(Records for the exercise begins)

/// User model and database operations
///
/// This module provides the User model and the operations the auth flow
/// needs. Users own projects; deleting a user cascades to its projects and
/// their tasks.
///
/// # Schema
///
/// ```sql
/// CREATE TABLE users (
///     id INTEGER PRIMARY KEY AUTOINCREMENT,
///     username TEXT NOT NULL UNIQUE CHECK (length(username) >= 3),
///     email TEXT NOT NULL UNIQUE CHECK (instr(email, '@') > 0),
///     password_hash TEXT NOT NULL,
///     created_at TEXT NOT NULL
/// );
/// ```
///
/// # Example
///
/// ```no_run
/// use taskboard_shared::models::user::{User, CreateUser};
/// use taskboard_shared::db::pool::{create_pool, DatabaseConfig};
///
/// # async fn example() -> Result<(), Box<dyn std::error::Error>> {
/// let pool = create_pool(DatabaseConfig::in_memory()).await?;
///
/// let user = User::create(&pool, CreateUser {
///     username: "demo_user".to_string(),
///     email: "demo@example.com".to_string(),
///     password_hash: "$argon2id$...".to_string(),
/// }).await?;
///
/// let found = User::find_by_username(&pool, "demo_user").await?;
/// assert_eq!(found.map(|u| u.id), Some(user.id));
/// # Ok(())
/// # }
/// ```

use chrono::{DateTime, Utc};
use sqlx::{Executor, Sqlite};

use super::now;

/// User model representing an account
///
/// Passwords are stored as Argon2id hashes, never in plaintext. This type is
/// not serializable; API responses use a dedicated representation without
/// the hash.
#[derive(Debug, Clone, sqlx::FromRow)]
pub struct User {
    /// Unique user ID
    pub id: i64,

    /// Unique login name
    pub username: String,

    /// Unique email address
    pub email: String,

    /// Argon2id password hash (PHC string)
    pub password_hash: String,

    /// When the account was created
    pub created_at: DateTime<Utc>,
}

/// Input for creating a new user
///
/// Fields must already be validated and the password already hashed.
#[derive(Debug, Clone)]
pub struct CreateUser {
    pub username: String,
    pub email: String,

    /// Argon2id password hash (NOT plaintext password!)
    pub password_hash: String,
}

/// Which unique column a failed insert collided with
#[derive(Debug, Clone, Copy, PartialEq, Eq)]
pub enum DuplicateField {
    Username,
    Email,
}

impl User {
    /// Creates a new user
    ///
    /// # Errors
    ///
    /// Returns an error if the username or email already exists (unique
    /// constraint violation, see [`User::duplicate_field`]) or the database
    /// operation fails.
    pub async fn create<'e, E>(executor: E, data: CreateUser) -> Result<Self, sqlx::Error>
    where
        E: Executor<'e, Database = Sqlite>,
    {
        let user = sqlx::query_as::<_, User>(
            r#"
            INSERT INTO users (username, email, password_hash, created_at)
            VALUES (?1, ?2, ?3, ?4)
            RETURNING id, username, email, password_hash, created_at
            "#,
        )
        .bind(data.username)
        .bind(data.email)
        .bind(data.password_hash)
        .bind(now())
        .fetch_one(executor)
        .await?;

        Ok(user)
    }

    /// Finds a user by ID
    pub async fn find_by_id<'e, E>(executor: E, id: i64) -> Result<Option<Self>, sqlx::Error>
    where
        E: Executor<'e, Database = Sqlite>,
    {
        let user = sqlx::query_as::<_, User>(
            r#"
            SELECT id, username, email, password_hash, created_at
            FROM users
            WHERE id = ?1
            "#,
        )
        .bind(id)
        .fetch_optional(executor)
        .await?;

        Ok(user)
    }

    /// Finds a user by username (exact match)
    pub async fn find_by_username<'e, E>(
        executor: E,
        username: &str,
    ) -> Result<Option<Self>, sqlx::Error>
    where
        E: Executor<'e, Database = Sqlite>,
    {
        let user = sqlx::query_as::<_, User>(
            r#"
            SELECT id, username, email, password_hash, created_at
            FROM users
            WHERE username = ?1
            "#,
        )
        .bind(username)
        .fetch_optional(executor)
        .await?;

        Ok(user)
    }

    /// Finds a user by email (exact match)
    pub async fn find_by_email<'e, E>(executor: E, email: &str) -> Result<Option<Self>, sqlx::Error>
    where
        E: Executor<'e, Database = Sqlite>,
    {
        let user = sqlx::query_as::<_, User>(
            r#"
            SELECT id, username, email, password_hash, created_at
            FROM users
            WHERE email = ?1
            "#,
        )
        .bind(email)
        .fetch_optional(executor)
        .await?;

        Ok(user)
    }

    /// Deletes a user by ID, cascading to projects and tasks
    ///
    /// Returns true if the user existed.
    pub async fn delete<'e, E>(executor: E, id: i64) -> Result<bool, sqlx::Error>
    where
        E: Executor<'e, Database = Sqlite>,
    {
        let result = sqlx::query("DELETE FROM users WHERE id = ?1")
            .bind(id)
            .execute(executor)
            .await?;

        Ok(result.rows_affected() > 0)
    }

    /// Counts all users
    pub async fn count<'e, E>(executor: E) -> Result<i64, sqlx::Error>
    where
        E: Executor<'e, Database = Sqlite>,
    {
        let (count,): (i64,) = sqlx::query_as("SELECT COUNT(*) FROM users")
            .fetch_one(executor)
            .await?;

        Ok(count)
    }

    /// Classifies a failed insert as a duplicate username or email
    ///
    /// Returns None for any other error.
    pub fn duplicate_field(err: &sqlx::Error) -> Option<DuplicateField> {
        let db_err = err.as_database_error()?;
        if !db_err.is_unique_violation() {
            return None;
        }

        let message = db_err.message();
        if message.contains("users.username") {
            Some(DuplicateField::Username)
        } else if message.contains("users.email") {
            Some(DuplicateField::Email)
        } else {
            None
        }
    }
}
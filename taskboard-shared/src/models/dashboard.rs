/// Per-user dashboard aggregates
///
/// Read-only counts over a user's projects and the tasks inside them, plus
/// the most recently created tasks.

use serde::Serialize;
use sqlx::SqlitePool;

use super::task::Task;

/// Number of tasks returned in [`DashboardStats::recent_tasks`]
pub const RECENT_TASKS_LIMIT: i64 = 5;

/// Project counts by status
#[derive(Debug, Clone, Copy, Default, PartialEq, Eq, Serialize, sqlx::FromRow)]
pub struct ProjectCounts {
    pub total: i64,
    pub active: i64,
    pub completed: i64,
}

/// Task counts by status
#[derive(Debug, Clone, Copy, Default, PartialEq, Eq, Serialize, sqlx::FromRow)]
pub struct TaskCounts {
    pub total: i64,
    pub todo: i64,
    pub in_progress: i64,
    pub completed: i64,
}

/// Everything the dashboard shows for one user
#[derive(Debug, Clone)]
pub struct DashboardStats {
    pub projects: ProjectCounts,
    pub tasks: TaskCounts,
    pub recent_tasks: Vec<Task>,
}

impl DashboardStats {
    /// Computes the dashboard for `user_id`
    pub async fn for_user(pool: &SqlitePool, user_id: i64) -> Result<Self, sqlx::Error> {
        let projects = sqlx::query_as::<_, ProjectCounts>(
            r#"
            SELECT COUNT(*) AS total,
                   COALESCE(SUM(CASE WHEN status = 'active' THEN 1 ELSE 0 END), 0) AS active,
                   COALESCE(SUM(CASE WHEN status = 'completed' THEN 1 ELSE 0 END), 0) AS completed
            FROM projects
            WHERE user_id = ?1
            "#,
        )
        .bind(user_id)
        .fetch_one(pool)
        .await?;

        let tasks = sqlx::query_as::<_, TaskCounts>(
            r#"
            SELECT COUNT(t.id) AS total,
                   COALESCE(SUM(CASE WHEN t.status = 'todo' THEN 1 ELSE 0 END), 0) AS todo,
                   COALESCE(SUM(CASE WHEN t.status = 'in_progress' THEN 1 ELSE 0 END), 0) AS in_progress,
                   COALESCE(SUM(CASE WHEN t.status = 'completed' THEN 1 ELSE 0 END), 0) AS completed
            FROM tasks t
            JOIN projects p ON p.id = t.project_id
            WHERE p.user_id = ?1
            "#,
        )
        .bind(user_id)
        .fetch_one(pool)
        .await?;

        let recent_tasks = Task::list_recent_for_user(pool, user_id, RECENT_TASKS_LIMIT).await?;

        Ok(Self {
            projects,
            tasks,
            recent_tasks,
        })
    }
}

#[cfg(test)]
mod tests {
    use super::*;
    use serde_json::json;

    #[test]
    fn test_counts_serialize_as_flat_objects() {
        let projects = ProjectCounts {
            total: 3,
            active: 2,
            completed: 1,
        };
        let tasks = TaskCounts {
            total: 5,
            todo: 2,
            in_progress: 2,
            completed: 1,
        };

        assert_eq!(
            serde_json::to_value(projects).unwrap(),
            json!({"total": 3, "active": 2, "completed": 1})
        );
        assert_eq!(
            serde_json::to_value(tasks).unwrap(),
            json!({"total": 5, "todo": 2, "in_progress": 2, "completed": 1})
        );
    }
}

(Records for the exercise ends)

__Problem requirements__. Print exactly the lines of the listing above starting at the line containing "any other error." and ending at the line containing "Computes the dashboard", both included.

__Response to the exercise__.
    /// Returns None for any other error.
    pub fn duplicate_field(err: &sqlx::Error) -> Option<DuplicateField> {
        let db_err = err.as_database_error()?;
        if !db_err.is_unique_violation() {
            return None;
        }

        let message = db_err.message();
        if message.contains("users.username") {
            Some(DuplicateField::Username)
        } else if message.contains("users.email") {
            Some(DuplicateField::Email)
        } else {
            None
        }
    }
}
filename taskboard-shared/src/models/dashboard.rs
/// Per-user dashboard aggregates
///
/// Read-only counts over a user's projects and the tasks inside them, plus
/// the most recently created tasks.

use serde::Serialize;
use sqlx::SqlitePool;

use super::task::Task;

/// Number of tasks returned in [`DashboardStats::recent_tasks`]
pub const RECENT_TASKS_LIMIT: i64 = 5;

/// Project counts by status
#[derive(Debug, Clone, Copy, Default, PartialEq, Eq, Serialize, sqlx::FromRow)]
pub struct ProjectCounts {
    pub total: i64,
    pub active: i64,
    pub completed: i64,
}

/// Task counts by status
#[derive(Debug, Clone, Copy, Default, PartialEq, Eq, Serialize, sqlx::FromRow)]
pub struct TaskCounts {
    pub total: i64,
    pub todo: i64,
    pub in_progress: i64,
    pub completed: i64,
}

/// Everything the dashboard shows for one user
#[derive(Debug, Clone)]
pub struct DashboardStats {
    pub projects: ProjectCounts,
    pub tasks: TaskCounts,
    pub recent_tasks: Vec<Task>,
}

impl DashboardStats {
    /// Computes the dashboard for `user_id`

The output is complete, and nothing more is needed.